There would be a single currency, the US dollar, and the economies of all American countries (except one) would be annexed to adopt free market economics, cuts in public expenditure, deregulation and privatisation, and to become fodder for US capitalism. This was to be the mechanism to ensure the survival of US capitalism. The US economy would flourish with access to the new markets, a huge pool of cheap labour and plenty of new opportunities for US companies to exploit the "liberalisation" of these additional economies.
Conferences of all American countries (except one) were held to thrash out details and whip any reluctant nations into line. The one country excluded decided to campaign against the FTAA, not on the grounds that it wanted to be part of it. Cuba said it would damage workers throughout the Americas and enlarge the US empire. Cuba argued for referendums -not annexation.

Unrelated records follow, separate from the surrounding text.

//! Rate limiting middleware using token bucket algorithm.
//!
//! Rate limiting here is an auxiliary gate on abuse-prone endpoints, not
//! a primary subsystem; limits are per client IP from the socket peer
//! address.

use governor::clock::QuantaInstant;
use governor::middleware::NoOpMiddleware;
use std::sync::Arc;
use tower_governor::{
    GovernorLayer, governor::GovernorConfigBuilder, key_extractor::PeerIpKeyExtractor,
};

/// Rate limiter for public endpoints (redirects, anonymous creation).
///
/// 2 requests per second with a burst of 100; excess requests receive
/// `429 Too Many Requests`.
pub fn layer() -> GovernorLayer<PeerIpKeyExtractor, NoOpMiddleware<QuantaInstant>, axum::body::Body>
{
    let governor_conf = Arc::new(
        GovernorConfigBuilder::default()
            .per_second(2)
            .burst_size(100)
            .finish()
            .unwrap(),
    );

    GovernorLayer::new(governor_conf)
}

/// Stricter limiter for credential endpoints (login, register, refresh).
///
/// 1 request per second with a burst of 10.
pub fn secure_layer()
-> GovernorLayer<PeerIpKeyExtractor, NoOpMiddleware<QuantaInstant>, axum::body::Body> {
    let governor_conf = Arc::new(
        GovernorConfigBuilder::default()
            .per_second(1)
            .burst_size(10)
            .finish()
            .unwrap(),
    );

    GovernorLayer::new(governor_conf)
}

The dream crumbles The US dream quickly began to crumble. The new government of Venezuela broke ranks and said it wanted no part of the FTAA. This action was followed by the new governments in Brazil and then Argentina, whose previous government had collapsed trying to service debts of $100 billion. The new government refused to accept IMF conditions for debt repayment and began to turn its economy around. In January 2005, Argentine President Kirchner told its creditors they could have 25% of the debts repaid but that was it, they were getting no more.
The new governments in Panama and Uruguay are making similar noises and other new governments in Costa Rica and Bolivia are rejecting neo-liberal economic policies. The Caribbean countries of CARICOM are demonstrating their independence. The South American common market MERCOSUR has called for regional unity in the face of US pressure for the FTAA. These countries have responded by creating the South American Community of Nations to defend continental sovereignty.
The final nail in the FTAA coffin has been the joint Venezuelan-Cuban declaration to promote the "Bolivarian Alternative for the Americas". The declaration is based on eliminating import tariffs and tax free profits on mutual investments. Cuba will guarantee $27 per barrel for Venezuelan oil, 2,000 scholarships in Cuba for young Venezuelans, transfer of Venezuelan technology to the Cuban oil sector and promotion of joint ventures. Known in Spanish as ALBA, this concept is seen as the antithesis of the FTAA (ALCA) being based on cooperation and solidarity, not the neo-liberalism of the FTAA.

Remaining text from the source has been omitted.